Además, ya trabaja en una precuela sobre su infancia en un campo sin luz eléctrica en Santa Fe, con la intención de honrar sus raíces y a sus padres. Su proyecto literario contempla una trilogía: el viaje exterior e interior, la historia de origen y una tercera parte de enfoque social.
Los pasajes del libro refuerzan la dimensión filosófica y poética de su travesía. “Ítaca no es solo un barco: es un estado del alma. Un territorio invisible donde el mar se vuelve espejo y las olas, voces antiguas que susurran lo que olvidamos en tierra firme”, escribe Magnago en el prólogo.
La navegación se presenta como una revelación, un mapa emocional donde las coordenadas se marcan con silencios, intuiciones y gratitudes. “El mar no enseña teorías, enseña presencia”, sostiene en la presentación, invitando al lector a compartir la experiencia desde la cubierta, sin urgencias ni recetas.
“El mar me enseñó que ningún viaje termina, solo cambia de forma.
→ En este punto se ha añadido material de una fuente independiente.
//! Bounded retry with exponential backoff for transient failures.
//!
//! Used by the reassignment cascade, where each pending order is moved in its
//! own transaction and a lock timeout or dropped connection should not leave
//! the order bound to a deactivated consultant.
//!
//! # Example
//!
//! ```rust
//! use std::time::Duration;
//! use tripdesk_core::EngineError;
//! use tripdesk_runtime::retry::{retry_transient, RetryPolicy};
//!
//! # async fn example() -> Result<(), EngineError> {
//! let policy = RetryPolicy::builder()
//!     .max_retries(3)
//!     .initial_delay(Duration::from_millis(100))
//!     .build();
//!
//! let value = retry_transient(&policy, "ORD-1", || async { Ok::<_, EngineError>(42) }).await?;
//! assert_eq!(value, 42);
//! # Ok(())
//! # }
//! ```

use std::future::Future;
use std::time::Duration;

use tokio::time::sleep;
use tripdesk_core::EngineError;

/// Exponential backoff for per-item cascade retries.
///
/// Defaults: 3 retries, 100ms first delay doubling up to 5s.
#[derive(Debug, Clone, PartialEq)]
pub struct RetryPolicy {
    /// Retries after the first attempt
    pub max_retries: usize,
    /// Delay before the first retry
    pub initial_delay: Duration,
    /// Cap on any single delay
    pub max_delay: Duration,
    /// Growth factor between delays
    pub multiplier: f64,
}

impl Default for RetryPolicy {
    fn default() -> Self {
        Self::builder().build()
    }
}

impl RetryPolicy {
    /// Create a new policy builder.
    #[must_use]
    pub const fn builder() -> RetryPolicyBuilder {
        RetryPolicyBuilder {
            max_retries: 3,
            initial_delay: Duration::from_millis(100),
            max_delay: Duration::from_secs(5),
            multiplier: 2.0,
        }
    }

    /// Delay before retry number `retry` (zero-based), capped at `max_delay`.
    #[must_use]
    #[allow(
        clippy::cast_possible_truncation,
        clippy::cast_possible_wrap,
        clippy::cast_precision_loss,
        clippy::cast_sign_loss
    )]
    pub fn backoff(&self, retry: usize) -> Duration {
        let factor = self.multiplier.powi(retry.min(32) as i32);
        let delay_ms = self.initial_delay.as_millis() as f64 * factor;
        let delay = Duration::from_millis(delay_ms as u64);
        delay.min(self.max_delay)
    }
}

/// Builder for [`RetryPolicy`].
#[derive(Debug, Clone)]
pub struct RetryPolicyBuilder {
    max_retries: usize,
    initial_delay: Duration,
    max_delay: Duration,
    multiplier: f64,
}

impl RetryPolicyBuilder {
    /// Set maximum number of retries.
    #[must_use]
    pub const fn max_retries(mut self, max_retries: usize) -> Self {
        self.max_retries = max_retries;
        self
    }

    /// Set delay before the first retry.
    #[must_use]
    pub const fn initial_delay(mut self, delay: Duration) -> Self {
        self.initial_delay = delay;
        self
    }

    /// Set the cap on any single delay.
    #[must_use]
    pub const fn max_delay(mut self, delay: Duration) -> Self {
        self.max_delay = delay;
        self
    }

    /// Set multiplier for exponential backoff.
    #[must_use]
    pub const fn multiplier(mut self, multiplier: f64) -> Self {
        self.multiplier = multiplier;
        self
    }

    /// Build the [`RetryPolicy`].
    #[must_use]
    pub const fn build(self) -> RetryPolicy {
        RetryPolicy {
            max_retries: self.max_retries,
            initial_delay: self.initial_delay,
            max_delay: self.max_delay,
            multiplier: self.multiplier,
        }
    }
}

/// Run one cascade item, retrying while the failure is transient.
///
/// `item` names the unit of work in logs (an order code for the cascade).
/// Conflicts and validation failures return at once; transient failures are
/// retried up to `policy.max_retries` times, after which the last error is
/// returned.
///
/// # Errors
///
/// Returns the error of the final attempt.
pub async fn retry_transient<F, Fut, T>(
    policy: &RetryPolicy,
    item: &str,
    mut operation: F,
) -> Result<T, EngineError>
where
    F: FnMut() -> Fut,
    Fut: Future<Output = Result<T, EngineError>>,
{
    let mut retries = 0;

    loop {
        let err = match operation().await {
            Ok(value) => {
                if retries > 0 {
                    tracing::info!(item, retries, "Succeeded after retry");
                }
                return Ok(value);
            }
            Err(err) => err,
        };

        if !err.is_retryable() || retries >= policy.max_retries {
            return Err(err);
        }

        let delay = policy.backoff(retries);
        tracing::warn!(
            item,
            retries,
            delay_ms = u64::try_from(delay.as_millis()).unwrap_or(u64::MAX),
            error = %err,
            "Transient failure, retrying"
        );
        sleep(delay).await;
        retries += 1;
    }
}
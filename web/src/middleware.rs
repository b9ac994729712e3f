//! Correlation id middleware.
//!
//! Every request gets a correlation id: the one the caller sent in
//! `X-Correlation-ID` when it is a valid UUID, otherwise a fresh one. The id
//! is stored in the request extensions (see [`CorrelationId`]), recorded on a
//! tracing span around the handler and echoed in the response header.
//!
//! # Example
//!
//! ```ignore
//! use tripdesk_web::middleware::correlation_id_layer;
//!
//! let app = Router::new()
//!     .route("/api/orders", post(place_order))
//!     .layer(correlation_id_layer());
//! ```

use axum::{extract::Request, http::HeaderValue, response::Response};
use std::task::{Context, Poll};
use tower::{Layer, Service};
use tracing::Instrument;
use uuid::Uuid;

use crate::extractors::CorrelationId;

/// Header name for correlation ID.
pub const CORRELATION_ID_HEADER: &str = "X-Correlation-ID";

/// Create a layer that adds correlation ID tracking to all requests.
#[must_use]
pub const fn correlation_id_layer() -> CorrelationIdLayer {
    CorrelationIdLayer
}

/// Layer for correlation ID tracking.
#[derive(Clone, Copy, Debug)]
pub struct CorrelationIdLayer;

impl<S> Layer<S> for CorrelationIdLayer {
    type Service = CorrelationIdMiddleware<S>;

    fn layer(&self, inner: S) -> Self::Service {
        CorrelationIdMiddleware { inner }
    }
}

/// Middleware service for correlation ID tracking.
#[derive(Clone, Debug)]
pub struct CorrelationIdMiddleware<S> {
    inner: S,
}

impl<S> Service<Request> for CorrelationIdMiddleware<S>
where
    S: Service<Request, Response = Response> + Send + 'static,
    S::Future: Send + 'static,
{
    type Response = S::Response;
    type Error = S::Error;
    type Future = std::pin::Pin<
        Box<dyn std::future::Future<Output = Result<Self::Response, Self::Error>> + Send>,
    >;

    fn poll_ready(&mut self, cx: &mut Context<'_>) -> Poll<Result<(), Self::Error>> {
        self.inner.poll_ready(cx)
    }

    fn call(&mut self, mut req: Request) -> Self::Future {
        let correlation_id = req
            .headers()
            .get(CORRELATION_ID_HEADER)
            .and_then(|v| v.to_str().ok())
            .and_then(|s| Uuid::parse_str(s).ok())
            .unwrap_or_else(Uuid::new_v4);

        req.extensions_mut().insert(CorrelationId(correlation_id));

        let span = tracing::info_span!(
            "http_request",
            correlation_id = %correlation_id,
            method = %req.method(),
            uri = %req.uri(),
        );

        let fut = self.inner.call(req);

        Box::pin(async move {
            let mut response = fut.instrument(span).await?;

            if let Ok(header_value) = HeaderValue::from_str(&correlation_id.to_string()) {
                response
                    .headers_mut()
                    .insert(CORRELATION_ID_HEADER, header_value);
            }

            Ok(response)
        })
    }
}
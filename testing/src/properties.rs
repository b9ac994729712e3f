//! proptest strategies for domain types.

use proptest::collection::vec;
use proptest::prelude::*;
use tripdesk_core::status_map::GatewayReport;
use tripdesk_core::types::{Consultant, ConsultantId, ConsultantLoad, Money, Role};

/// Strictly positive amounts up to one million in major units.
pub fn positive_money() -> impl Strategy<Value = Money> {
    (1_i64..=100_000_000).prop_map(Money::from_cents)
}

/// Gateway reports drawn from the real vocabulary plus some noise.
pub fn gateway_report() -> impl Strategy<Value = GatewayReport> {
    let payment_type = prop_oneof![
        Just("credit_card"),
        Just("bank_transfer"),
        Just("gopay"),
        Just("qris"),
    ];
    let transaction_status = prop_oneof![
        Just("capture"),
        Just("settlement"),
        Just("pending"),
        Just("deny"),
        Just("expire"),
        Just("cancel"),
        Just("authorize"),
    ];
    let fraud_status = prop_oneof![Just(""), Just("accept"), Just("challenge"), Just("deny")];

    (payment_type, transaction_status, fraud_status)
        .prop_map(|(pt, ts, fs)| GatewayReport::new(pt, ts, fs))
}

/// Non-empty candidate lists with distinct ids and arbitrary loads.
pub fn consultant_loads() -> impl Strategy<Value = Vec<ConsultantLoad>> {
    vec(0_u64..20, 1..12).prop_map(|loads| {
        loads
            .into_iter()
            .zip(1_i64..)
            .map(|(pending_orders, id)| ConsultantLoad {
                consultant: Consultant {
                    id: ConsultantId::new(id),
                    code: format!("TC-{id}"),
                    name: format!("Consultant {id}"),
                    email: format!("tc-{id}@staff.test"),
                    role: Role::Tc,
                    active: true,
                    last_seen_at: None,
                },
                pending_orders,
            })
            .collect()
    })
}
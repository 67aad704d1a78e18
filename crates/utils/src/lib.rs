// Copyright 2025 Irreducible Inc.

//! Helpers shared by the BLAKE-256 crates: early-return macros, environment flags and
//! tracing setup for tests and benches.

pub mod env;
pub mod error_utils;
pub mod tracing;
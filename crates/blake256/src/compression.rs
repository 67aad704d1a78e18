// Copyright 2025 Irreducible Inc.

use crate::{
	consts::{BLOCK_SIZE, BLOCK_WORDS, G_INDICES, ROUNDS, SIGMA, STATE_WORDS, U256},
	salt::Salt,
};

/// Compresses one 64-byte block into the chain value `h`.
///
/// `counter` is the message bit count injected into the last four words of the working
/// array. `None` leaves those words untouched, which finalization uses for blocks that
/// hold nothing but padding.
pub fn compress(
	h: &mut [u32; STATE_WORDS],
	salt: &Salt,
	counter: Option<u64>,
	block: &[u8; BLOCK_SIZE],
) {
	let mut m = [0u32; BLOCK_WORDS];
	for (word, chunk) in m.iter_mut().zip(block.chunks_exact(4)) {
		*word = u32::from_be_bytes(chunk.try_into().expect("chunk is 4 bytes"));
	}

	let mut v = [0u32; BLOCK_WORDS];
	v[..STATE_WORDS].copy_from_slice(h);
	for i in 0..4 {
		v[8 + i] = U256[i] ^ salt[i];
	}
	v[12..].copy_from_slice(&U256[4..8]);
	if let Some(t) = counter {
		let (lo, hi) = (t as u32, (t >> 32) as u32);
		v[12] ^= lo;
		v[13] ^= lo;
		v[14] ^= hi;
		v[15] ^= hi;
	}

	for r in 0..ROUNDS {
		round(&mut v, &m, &SIGMA[r % SIGMA.len()]);
	}

	for (k, h) in h.iter_mut().enumerate() {
		*h ^= v[k] ^ v[k + 8] ^ salt[k % 4];
	}
}

#[inline(always)]
fn round(v: &mut [u32; BLOCK_WORDS], m: &[u32; BLOCK_WORDS], sigma: &[usize; BLOCK_WORDS]) {
	for (step, &[a, b, c, d]) in G_INDICES.iter().enumerate() {
		let i = sigma[2 * step];
		let j = sigma[2 * step + 1];
		g(v, a, b, c, d, m[i] ^ U256[j], m[j] ^ U256[i]);
	}
}

#[inline(always)]
fn g(v: &mut [u32; BLOCK_WORDS], a: usize, b: usize, c: usize, d: usize, x: u32, y: u32) {
	v[a] = v[a].wrapping_add(x).wrapping_add(v[b]);
	v[d] = (v[d] ^ v[a]).rotate_right(16);
	v[c] = v[c].wrapping_add(v[d]);
	v[b] = (v[b] ^ v[c]).rotate_right(12);
	v[a] = v[a].wrapping_add(y).wrapping_add(v[b]);
	v[d] = (v[d] ^ v[a]).rotate_right(8);
	v[c] = v[c].wrapping_add(v[d]);
	v[b] = (v[b] ^ v[c]).rotate_right(7);
}
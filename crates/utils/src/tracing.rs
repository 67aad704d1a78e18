// Copyright 2023-2025 Irreducible Inc.

use tracing_subscriber::{layer::SubscriberExt, util::SubscriberInitExt, EnvFilter};

/// Installs a global subscriber printing events filtered by `RUST_LOG`.
///
/// Safe to call more than once; only the first call takes effect.
pub fn init_tracing() {
	let filter = EnvFilter::try_from_default_env().unwrap_or_else(|_| EnvFilter::new("warn"));

	let _ = tracing_subscriber::registry()
		.with(filter)
		.with(tracing_subscriber::fmt::layer().with_test_writer())
		.try_init();
}
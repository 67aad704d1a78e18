// Copyright 2025 Irreducible Inc.

use crate::{
	compression::compress,
	consts::{BLOCK_SIZE, LENGTH_OFFSET, MARKER_OFFSET, PADDING_START, STATE_WORDS},
	salt::Salt,
};

/// Pads the buffered tail, appends the 64-bit message length and runs the final one or
/// two compressions on `h`.
///
/// `bit_len` is the length of the whole message. The counter of a block that holds no
/// message bits is not injected: that is the case for the lone padding block of a message
/// whose length is a multiple of 64 bytes, and for the second block when the tail leaves
/// no room for the length field.
pub(crate) fn finalize(
	h: &mut [u32; STATE_WORDS],
	salt: &Salt,
	tail: &[u8],
	bit_len: u64,
	marker: u8,
) {
	debug_assert!(tail.len() < BLOCK_SIZE);

	let mut block = [0u8; BLOCK_SIZE];
	block[..tail.len()].copy_from_slice(tail);
	block[tail.len()] = PADDING_START;

	if tail.len() <= MARKER_OFFSET {
		write_trailer(&mut block, bit_len, marker);
		let counter = (!tail.is_empty()).then_some(bit_len);
		compress(h, salt, counter, &block);
	} else {
		compress(h, salt, Some(bit_len), &block);

		let mut block = [0u8; BLOCK_SIZE];
		write_trailer(&mut block, bit_len, marker);
		compress(h, salt, None, &block);
	}
}

#[inline]
fn write_trailer(block: &mut [u8; BLOCK_SIZE], bit_len: u64, marker: u8) {
	block[MARKER_OFFSET] |= marker;
	block[LENGTH_OFFSET..].copy_from_slice(&bit_len.to_be_bytes());
}
// Copyright 2025 Irreducible Inc.

use digest::{
	consts::{U28, U32},
	generic_array::ArrayLength,
};

use crate::consts::{IV224, IV256, STATE_WORDS};

mod private {
	pub trait Sealed {}
}

/// Selects one of the two BLAKE output widths.
///
/// The width fixes the initial chain value, the marker byte that closes the padding and
/// the number of chain words serialized into the digest.
pub trait Variant: private::Sealed + Clone + Default + 'static {
	type OutputSize: ArrayLength<u8> + 'static;

	const IV: [u32; STATE_WORDS];

	/// OR-ed into the byte just before the length field.
	const MARKER: u8;

	const NAME: &'static str;
}

#[derive(Debug, Default, Clone, Copy)]
pub struct Width256;

#[derive(Debug, Default, Clone, Copy)]
pub struct Width224;

impl private::Sealed for Width256 {}
impl private::Sealed for Width224 {}

impl Variant for Width256 {
	type OutputSize = U32;

	const IV: [u32; STATE_WORDS] = IV256;
	const MARKER: u8 = 0x01;
	const NAME: &'static str = "BLAKE-256";
}

impl Variant for Width224 {
	type OutputSize = U28;

	const IV: [u32; STATE_WORDS] = IV224;
	const MARKER: u8 = 0x00;
	const NAME: &'static str = "BLAKE-224";
}
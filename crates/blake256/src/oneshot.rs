// Copyright 2025 Irreducible Inc.

use digest::Digest;
use tracing::instrument;

use crate::{
	consts::{BLAKE224_OUTPUT_SIZE, BLAKE256_OUTPUT_SIZE},
	hasher::{Blake224, Blake256},
	salt::Salt,
};

/// BLAKE-256 digest of `data`.
#[instrument(skip_all, level = "trace", fields(len = data.len()))]
pub fn blake256(data: &[u8]) -> [u8; BLAKE256_OUTPUT_SIZE] {
	Blake256::digest(data).into()
}

/// BLAKE-224 digest of `data`.
#[instrument(skip_all, level = "trace", fields(len = data.len()))]
pub fn blake224(data: &[u8]) -> [u8; BLAKE224_OUTPUT_SIZE] {
	Blake224::digest(data).into()
}

#[instrument(skip_all, level = "trace", fields(len = data.len()))]
pub fn blake256_salted(salt: &Salt, data: &[u8]) -> [u8; BLAKE256_OUTPUT_SIZE] {
	Blake256::with_salt(*salt).chain_update(data).finalize().into()
}

#[instrument(skip_all, level = "trace", fields(len = data.len()))]
pub fn blake224_salted(salt: &Salt, data: &[u8]) -> [u8; BLAKE224_OUTPUT_SIZE] {
	Blake224::with_salt(*salt).chain_update(data).finalize().into()
}
// Copyright 2024-2025 Irreducible Inc.

/// Returns early from the enclosing function with `$err` converted into its error type.
///
/// When the `bail_panic` feature is enabled the error panics instead, so rejected
/// arguments abort at the call site rather than travelling up as a `Result`.
#[cfg(feature = "bail_panic")]
#[macro_export]
macro_rules! bail {
	($err:expr) => {
		panic!("{}", $err)
	};
}

/// Returns early from the enclosing function with `$err` converted into its error type.
#[cfg(not(feature = "bail_panic"))]
#[macro_export]
macro_rules! bail {
	($err:expr) => {
		return Err($err.into())
	};
}

/// Bails with `$err` unless `$cond` holds.
#[macro_export]
macro_rules! ensure {
	($cond:expr, $err:expr) => {
		if !$cond {
			$crate::bail!($err);
		}
	};
}
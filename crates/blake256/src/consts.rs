// Copyright 2025 Irreducible Inc.

//! Fixed parameters of BLAKE-256 and BLAKE-224.

/// Size of a message block in bytes.
pub const BLOCK_SIZE: usize = 64;

/// Number of message bits consumed by one compression.
pub const BLOCK_BITS: u64 = 8 * BLOCK_SIZE as u64;

/// Size of a BLAKE-256 digest in bytes.
pub const BLAKE256_OUTPUT_SIZE: usize = 32;

/// Size of a BLAKE-224 digest in bytes.
pub const BLAKE224_OUTPUT_SIZE: usize = 28;

/// Size of a salt in bytes.
pub const SALT_SIZE: usize = 16;

pub(crate) const STATE_WORDS: usize = 8;
pub(crate) const SALT_WORDS: usize = 4;
pub(crate) const BLOCK_WORDS: usize = 16;

/// Rounds of the G-mixing network per compression.
pub(crate) const ROUNDS: usize = 14;

/// Offset of the byte that carries the width marker, right before the 64-bit length field.
pub(crate) const LENGTH_OFFSET: usize = BLOCK_SIZE - 8;
pub(crate) const MARKER_OFFSET: usize = LENGTH_OFFSET - 1;

pub(crate) const PADDING_START: u8 = 0x80;

pub(crate) const IV256: [u32; STATE_WORDS] = [
	0x6A09E667, 0xBB67AE85, 0x3C6EF372, 0xA54FF53A, 0x510E527F, 0x9B05688C, 0x1F83D9AB, 0x5BE0CD19,
];

pub(crate) const IV224: [u32; STATE_WORDS] = [
	0xC1059ED8, 0x367CD507, 0x3070DD17, 0xF70E5939, 0xFFC00B31, 0x68581511, 0x64F98FA7, 0xBEFA4FA4,
];

/// The leading fractional digits of pi.
pub(crate) const U256: [u32; BLOCK_WORDS] = [
	0x243F6A88, 0x85A308D3, 0x13198A2E, 0x03707344, 0xA4093822, 0x299F31D0, 0x082EFA98, 0xEC4E6C89,
	0x452821E6, 0x38D01377, 0xBE5466CF, 0x34E90C6C, 0xC0AC29B7, 0xC97C50DD, 0x3F84D5B5, 0xB5470917,
];

/// Message word permutations. Round `r` uses row `r % 10`.
pub(crate) const SIGMA: [[usize; BLOCK_WORDS]; 10] = [
	[0, 1, 2, 3, 4, 5, 6, 7, 8, 9, 10, 11, 12, 13, 14, 15],
	[14, 10, 4, 8, 9, 15, 13, 6, 1, 12, 0, 2, 11, 7, 5, 3],
	[11, 8, 12, 0, 5, 2, 15, 13, 10, 14, 3, 6, 7, 1, 9, 4],
	[7, 9, 3, 1, 13, 12, 11, 14, 2, 6, 5, 10, 4, 0, 15, 8],
	[9, 0, 5, 7, 2, 4, 10, 15, 14, 1, 11, 12, 6, 8, 3, 13],
	[2, 12, 6, 10, 0, 11, 8, 3, 4, 13, 7, 5, 15, 14, 1, 9],
	[12, 5, 1, 15, 14, 13, 4, 10, 0, 7, 6, 3, 9, 2, 8, 11],
	[13, 11, 7, 14, 12, 1, 3, 9, 5, 0, 15, 4, 8, 6, 2, 10],
	[6, 15, 14, 9, 11, 3, 0, 8, 12, 2, 13, 7, 1, 4, 10, 5],
	[10, 2, 8, 4, 7, 6, 1, 5, 15, 11, 9, 14, 3, 12, 13, 0],
];

/// Working-array indices `(a, b, c, d)` of the four column steps followed by the four
/// diagonal steps of a round.
pub(crate) const G_INDICES: [[usize; 4]; 8] = [
	[0, 4, 8, 12],
	[1, 5, 9, 13],
	[2, 6, 10, 14],
	[3, 7, 11, 15],
	[0, 5, 10, 15],
	[1, 6, 11, 12],
	[2, 7, 8, 13],
	[3, 4, 9, 14],
];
Creí que navegaba hacia Ítaca, pero comprendí que Ítaca no era un punto en el mapa, sino un estado del alma”, concluye Magnago en el epílogo de su libro. La travesía, lejos de cerrarse en un destino geográfico, se revela como un proceso continuo de aprendizaje y transformación.
De cara al futuro, Magnago planea regresar a Rosario tras la llegada a Martinica para publicar el libro y reencontrarse con su círculo cercano.

En 2026, proyecta navegar hacia San Blas, Panamá, con la intención de aportar a la comunidad Kuna en iniciativas de recuperación de corales y desarrollo de un prototipo de velero ecológico: “Me interesa aportar algo a la comunidad Kuna: recuperación de corales, proyectos ecológicos. También quiero trabajar en un prototipo de velero totalmente ecológico, con motor eléctrico y energías renovables.”
En la cubierta de Ítaca, mientras el Atlántico se extiende sin promesas, Magnago encarna la búsqueda de sentido y la conexión con la naturaleza que resuena en quienes anhelan una vida más auténtica. Su viaje, como él mismo expresa, no se define por la llegada a un puerto, sino por la disposición a seguir adelante, con la certeza de que el verdadero destino se lleva dentro.